Wednesday, May 19, 2010

REVIEW: Picture Yourself: The Photobooth in America, 1926-2010

by Darby Parsons

An unexpected and delightful bit of photographic history is on display at the Fleming Museum in the show Picture Yourself: The Photobooth in America, 1926-2010 from now until September 12.

Whether you love photography avidly or simply appreciate it’s presence in your own life the photos on display at the Fleming courtesy of local Vermonter Nakki Goranin are bound to impress you. One of them will catch your eye; the face will seem familiar, the candid or well composed body language will make you smile with empathy.

The photobooth was invented in 1925 by Siberian immigrant Anatole Josepho. The portraiture that every class of American could then afford through a photobooth seems to have created a cultural mountain compiled of American faces; refreshingly familiar and real. Every generation since the photobooth’s inception is represented; all ages and shapes; from beatniks to enlisted men, hippies, seafarers and brides. There are dust croppers and buoyantly happy couples, brothers, sisters, funny men, serious women, beautiful women, dogs and cats. The affect is moving. Several of the photos have been enlarged to show the true quality that some of the photobooths printed; they’re beautiful, the tonal ranges or colors are highly evocative and are easily rendered as fine art to the eye.

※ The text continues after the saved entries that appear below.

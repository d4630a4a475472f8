use crate::dx11::{OnyxDescriptorDx11, OnyxDescriptorSetDx11, OnyxDeviceContextDx11,
    OnyxPipelineLayoutDx11};
use crate::{OnyxDescriptorPoolDef, OnyxError, OnyxResult};
use std::sync::{Arc, Mutex};

/// Backing storage shared by every set allocated from one pool. Sets hold a base offset into
/// `slots`; the pool owns the descriptors, not the sets.
#[derive(Debug)]
pub(crate) struct PoolStorage {
    pub slots: Vec<Option<OnyxDescriptorDx11>>,
    pub next_offset: u32,
    /// Bumped on `reset`. Sets allocated before a reset are stale and must not be bound.
    pub generation: u64,
}

#[derive(Debug)]
pub struct OnyxDescriptorPoolDx11Inner {
    device_context: OnyxDeviceContextDx11,
    capacity: u32,
    pub(crate) storage: Mutex<PoolStorage>,
}

/// A recyclable pool of descriptor storage. `reset` rewinds the pool for reuse across frames;
/// every set handed out afterwards recomputes its range list from scratch, so range metadata is
/// never read stale.
#[derive(Clone, Debug)]
pub struct OnyxDescriptorPoolDx11 {
    pub(crate) inner: Arc<OnyxDescriptorPoolDx11Inner>,
}

impl OnyxDescriptorPoolDx11 {
    pub fn new(
        device_context: &OnyxDeviceContextDx11,
        descriptor_pool_def: &OnyxDescriptorPoolDef,
    ) -> OnyxResult<Self> {
        log::trace!(
            "creating OnyxDescriptorPoolDx11 with capacity {}",
            descriptor_pool_def.descriptor_capacity
        );

        let capacity = descriptor_pool_def.descriptor_capacity;
        Ok(OnyxDescriptorPoolDx11 {
            inner: Arc::new(OnyxDescriptorPoolDx11Inner {
                device_context: device_context.clone(),
                capacity,
                storage: Mutex::new(PoolStorage {
                    slots: vec![None; capacity as usize],
                    next_offset: 0,
                    generation: 0,
                }),
            }),
        })
    }

    pub fn device_context(&self) -> &OnyxDeviceContextDx11 {
        &self.inner.device_context
    }

    /// Allocate a set over the given descriptor-set slot of a pipeline layout. The set's total
    /// descriptor count is validated against the remaining pool capacity before the set is
    /// handed out.
    pub fn allocate_descriptor_set(
        &self,
        pipeline_layout: &OnyxPipelineLayoutDx11,
        set_index: u32,
    ) -> OnyxResult<OnyxDescriptorSetDx11> {
        let descriptor_count = pipeline_layout.set_descriptor_count(set_index)?;

        let (base_offset, generation) = {
            let mut storage = self.inner.storage.lock().unwrap();
            if storage.next_offset + descriptor_count > self.inner.capacity {
                return Err(OnyxError::StringError(format!(
                    "descriptor pool exhausted: capacity {}, in use {}, requested {}",
                    self.inner.capacity, storage.next_offset, descriptor_count
                )));
            }

            let base_offset = storage.next_offset;
            storage.next_offset += descriptor_count;
            (base_offset, storage.generation)
        };

        let set = OnyxDescriptorSetDx11::initialize(
            self,
            pipeline_layout,
            set_index,
            base_offset,
            generation,
        )?;
        debug_assert_eq!(set.descriptor_count(), descriptor_count);

        Ok(set)
    }

    /// Recycle the pool. All sets allocated from it become stale and must be re-allocated before
    /// their range metadata is read again.
    pub fn reset(&self) {
        let mut storage = self.inner.storage.lock().unwrap();
        for slot in storage.slots.iter_mut() {
            *slot = None;
        }
        storage.next_offset = 0;
        storage.generation += 1;
    }
}
use std::sync::Arc;

pub type OnyxResult<T> = Result<T, OnyxError>;

/// Generic error that contains all the different kinds of errors that may occur when using the API
#[derive(Debug, Clone)]
pub enum OnyxError {
    StringError(String),
    IoError(Arc<std::io::Error>),
    /// A description struct or argument was malformed (for example a null wrapped resource or a
    /// view over the wrong resource dimension)
    InvalidArgument(String),
    /// The request is valid but the backend cannot express it (for example a subresource range
    /// beyond the packed-range capacity)
    Unsupported(String),
    /// A native call returned a failure code. `call` is the literal native entry point name.
    #[cfg(feature = "onyx-dx11")]
    NativeCallFailed { call: &'static str, result: i32 },
}

impl std::error::Error for OnyxError {
    fn source(&self) -> Option<&(dyn std::error::Error + 'static)> {
        match *self {
            OnyxError::StringError(_) => None,
            OnyxError::IoError(ref e) => Some(&**e),
            OnyxError::InvalidArgument(_) => None,
            OnyxError::Unsupported(_) => None,
            #[cfg(feature = "onyx-dx11")]
            OnyxError::NativeCallFailed { .. } => None,
        }
    }
}

impl core::fmt::Display for OnyxError {
    fn fmt(
        &self,
        fmt: &mut core::fmt::Formatter,
    ) -> core::fmt::Result {
        match *self {
            OnyxError::StringError(ref e) => e.fmt(fmt),
            OnyxError::IoError(ref e) => e.fmt(fmt),
            OnyxError::InvalidArgument(ref e) => write!(fmt, "invalid argument: {}", e),
            OnyxError::Unsupported(ref e) => write!(fmt, "unsupported: {}", e),
            #[cfg(feature = "onyx-dx11")]
            OnyxError::NativeCallFailed { call, result } => {
                write!(fmt, "{} failed with result {:#x}", call, result)
            }
        }
    }
}

impl From<&str> for OnyxError {
    fn from(str: &str) -> Self {
        OnyxError::StringError(str.to_string())
    }
}

impl From<String> for OnyxError {
    fn from(string: String) -> Self {
        OnyxError::StringError(string)
    }
}

impl From<std::io::Error> for OnyxError {
    fn from(error: std::io::Error) -> Self {
        OnyxError::IoError(Arc::new(error))
    }
}
#[cfg(feature = "serde-support")]
use serde::{Deserialize, Serialize};

/// Texel formats. A subset of the formats modern APIs share; the backend translates these to
/// native format enums through a static table.
#[allow(non_camel_case_types)]
#[derive(Copy, Clone, Debug, PartialEq, Eq, Hash)]
#[cfg_attr(feature = "serde-support", derive(Serialize, Deserialize))]
pub enum OnyxFormat {
    UNDEFINED,
    R8_UNORM,
    R8_UINT,
    R8G8B8A8_UNORM,
    R8G8B8A8_SRGB,
    R8G8B8A8_UINT,
    B8G8R8A8_UNORM,
    B8G8R8A8_SRGB,
    R10G10B10A2_UNORM,
    R11G11B10_FLOAT,
    R16_FLOAT,
    R16_UINT,
    R16G16_FLOAT,
    R16G16B16A16_FLOAT,
    R16G16B16A16_UINT,
    R32_FLOAT,
    R32_UINT,
    R32_SINT,
    R32G32_FLOAT,
    R32G32B32_FLOAT,
    R32G32B32A32_FLOAT,
    R32G32B32A32_UINT,
    D16_UNORM,
    D24_UNORM_S8_UINT,
    D32_FLOAT,
    BC1_UNORM,
    BC3_UNORM,
    BC7_UNORM,
}

impl Default for OnyxFormat {
    fn default() -> Self {
        OnyxFormat::UNDEFINED
    }
}

impl OnyxFormat {
    pub fn is_depth(self) -> bool {
        matches!(
            self,
            OnyxFormat::D16_UNORM | OnyxFormat::D24_UNORM_S8_UINT | OnyxFormat::D32_FLOAT
        )
    }

    pub fn has_stencil(self) -> bool {
        self == OnyxFormat::D24_UNORM_S8_UINT
    }

    /// True for formats whose channels are integers. Storage descriptors over these formats must
    /// be cleared through the uint clear path.
    pub fn is_integer(self) -> bool {
        matches!(
            self,
            OnyxFormat::R8_UINT
                | OnyxFormat::R8G8B8A8_UINT
                | OnyxFormat::R16_UINT
                | OnyxFormat::R16G16B16A16_UINT
                | OnyxFormat::R32_UINT
                | OnyxFormat::R32_SINT
                | OnyxFormat::R32G32B32A32_UINT
        )
    }

    /// Bytes per texel (per block for compressed formats)
    pub fn block_size(self) -> u32 {
        match self {
            OnyxFormat::UNDEFINED => 0,
            OnyxFormat::R8_UNORM | OnyxFormat::R8_UINT => 1,
            OnyxFormat::R16_FLOAT | OnyxFormat::R16_UINT | OnyxFormat::D16_UNORM => 2,
            OnyxFormat::R8G8B8A8_UNORM
            | OnyxFormat::R8G8B8A8_SRGB
            | OnyxFormat::R8G8B8A8_UINT
            | OnyxFormat::B8G8R8A8_UNORM
            | OnyxFormat::B8G8R8A8_SRGB
            | OnyxFormat::R10G10B10A2_UNORM
            | OnyxFormat::R11G11B10_FLOAT
            | OnyxFormat::R16G16_FLOAT
            | OnyxFormat::R32_FLOAT
            | OnyxFormat::R32_UINT
            | OnyxFormat::R32_SINT
            | OnyxFormat::D24_UNORM_S8_UINT
            | OnyxFormat::D32_FLOAT => 4,
            OnyxFormat::R16G16B16A16_FLOAT
            | OnyxFormat::R16G16B16A16_UINT
            | OnyxFormat::R32G32_FLOAT
            | OnyxFormat::BC1_UNORM => 8,
            OnyxFormat::R32G32B32_FLOAT => 12,
            OnyxFormat::R32G32B32A32_FLOAT
            | OnyxFormat::R32G32B32A32_UINT
            | OnyxFormat::BC3_UNORM
            | OnyxFormat::BC7_UNORM => 16,
        }
    }
}
use crate::dx11::OnyxDeviceContextDx11;
use crate::{OnyxResourceType, OnyxResult, OnyxTextureDef, OnyxTextureDimensions};
use std::sync::Arc;

use super::d3d11;
use super::internal::conversions;
use super::internal::native::{
    Dx11DsvDesc, Dx11RtvDesc, Dx11TextureDesc, Dx11TextureDimension, NativeDsv, NativeResource,
    NativeRtv, NativeTexture,
};

#[derive(Debug)]
pub struct OnyxTextureDx11Inner {
    device_context: OnyxDeviceContextDx11,
    texture_def: OnyxTextureDef,
    texture: NativeTexture,
    // Whole-resource attachment views, created eagerly when the resource type asks for them
    render_target_view: Option<NativeRtv>,
    depth_stencil_view: Option<NativeDsv>,
}

impl Drop for OnyxTextureDx11Inner {
    fn drop(&mut self) {
        log::trace!("destroying OnyxTextureDx11 {:?}", self.texture);
        let device_ops = self.device_context.device_ops();
        if let Some(view) = self.render_target_view {
            device_ops.destroy_object(view.0);
        }
        if let Some(view) = self.depth_stencil_view {
            device_ops.destroy_object(view.0);
        }
        device_ops.destroy_object(self.texture.0);
    }
}

#[derive(Clone, Debug)]
pub struct OnyxTextureDx11 {
    inner: Arc<OnyxTextureDx11Inner>,
}

impl PartialEq for OnyxTextureDx11 {
    fn eq(
        &self,
        other: &Self,
    ) -> bool {
        self.inner.texture == other.inner.texture
    }
}

impl OnyxTextureDx11 {
    pub fn new(
        device_context: &OnyxDeviceContextDx11,
        texture_def: &OnyxTextureDef,
    ) -> OnyxResult<Self> {
        texture_def.verify();

        let dimensions = texture_def.dimensions.determine_dimensions(texture_def.extents);
        let dimension = match dimensions {
            OnyxTextureDimensions::Dim1D => Dx11TextureDimension::Dim1D,
            OnyxTextureDimensions::Dim2D => Dx11TextureDimension::Dim2D,
            OnyxTextureDimensions::Dim3D => Dx11TextureDimension::Dim3D,
            OnyxTextureDimensions::Auto => unreachable!(),
        };

        let resource_type = texture_def.resource_type;

        let mut bind_flags = 0;
        if resource_type.intersects(OnyxResourceType::TEXTURE) {
            bind_flags |= d3d11::D3D11_BIND_SHADER_RESOURCE;
        }
        if resource_type.intersects(OnyxResourceType::TEXTURE_READ_WRITE) {
            bind_flags |= d3d11::D3D11_BIND_SHADER_RESOURCE | d3d11::D3D11_BIND_UNORDERED_ACCESS;
        }
        if resource_type.intersects(OnyxResourceType::RENDER_TARGET_COLOR) {
            bind_flags |= d3d11::D3D11_BIND_RENDER_TARGET;
        }
        if resource_type.intersects(OnyxResourceType::RENDER_TARGET_DEPTH_STENCIL) {
            bind_flags |= d3d11::D3D11_BIND_DEPTH_STENCIL;
        }

        let mut misc_flags = 0;
        if resource_type.contains(OnyxResourceType::TEXTURE_CUBE) {
            misc_flags |= d3d11::D3D11_RESOURCE_MISC_TEXTURECUBE;
        }

        let desc = Dx11TextureDesc {
            dimension,
            width: texture_def.extents.width,
            height: texture_def.extents.height,
            depth: texture_def.extents.depth,
            array_size: texture_def.array_length,
            mip_levels: texture_def.mip_count,
            format: texture_def.format.into(),
            sample_count: texture_def.sample_count.as_u32(),
            usage: d3d11::D3D11_USAGE_DEFAULT,
            bind_flags,
            cpu_access_flags: 0,
            misc_flags,
        };

        let device_ops = device_context.device_ops();
        let texture = device_ops.create_texture(&desc)?;
        log::trace!("created OnyxTextureDx11 {:?}", texture);

        let render_target_view = if resource_type
            .intersects(OnyxResourceType::RENDER_TARGET_COLOR)
        {
            Some(device_ops.create_render_target_view(
                texture.as_resource(),
                &Dx11RtvDesc {
                    format: texture_def.format.into(),
                    dimension,
                    mip_slice: 0,
                    layer_first: 0,
                    layer_count: texture_def.array_length,
                },
            )?)
        } else {
            None
        };

        let depth_stencil_view = if resource_type
            .intersects(OnyxResourceType::RENDER_TARGET_DEPTH_STENCIL)
        {
            Some(device_ops.create_depth_stencil_view(
                texture.as_resource(),
                &Dx11DsvDesc {
                    format: texture_def.format.into(),
                    mip_slice: 0,
                    layer_first: 0,
                    layer_count: texture_def.array_length,
                },
            )?)
        } else {
            None
        };

        Ok(OnyxTextureDx11 {
            inner: Arc::new(OnyxTextureDx11Inner {
                device_context: device_context.clone(),
                texture_def: texture_def.clone(),
                texture,
                render_target_view,
                depth_stencil_view,
            }),
        })
    }

    pub fn texture_def(&self) -> &OnyxTextureDef {
        &self.inner.texture_def
    }

    pub fn dx11_texture(&self) -> NativeTexture {
        self.inner.texture
    }

    pub(crate) fn dx11_resource(&self) -> NativeResource {
        self.inner.texture.as_resource()
    }

    pub fn dx11_render_target_view(&self) -> Option<NativeRtv> {
        self.inner.render_target_view
    }

    pub fn dx11_depth_stencil_view(&self) -> Option<NativeDsv> {
        self.inner.depth_stencil_view
    }

    /// `D3D11CalcSubresource` for this texture's mip count
    pub fn subresource_index(
        &self,
        mip_level: u32,
        array_layer: u32,
    ) -> u32 {
        mip_level + array_layer * self.inner.texture_def.mip_count
    }

    /// Update the externally supplied residency priority for this texture's backing memory
    pub fn set_memory_priority(
        &self,
        priority: f32,
    ) {
        self.inner.device_context.device_ops().set_eviction_priority(
            self.dx11_resource(),
            conversions::eviction_priority(priority),
        );
    }
}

The history of the photobooth is represented alongside its productions with several unique and antiquated booths on display. Photobooth ephemera is on display as well; compact mirrors with pictures on the back, tin-framed pictures that were framed in different colors of paper during war time. The amount and breadth of American culture represented in the modest exhibit is more than noteworthy; it’s a must see. Picture Yourself: The Photobooth in America, 1926-2010 is ongoing at the Fleming Museum in the front Wilbur Room until September 12.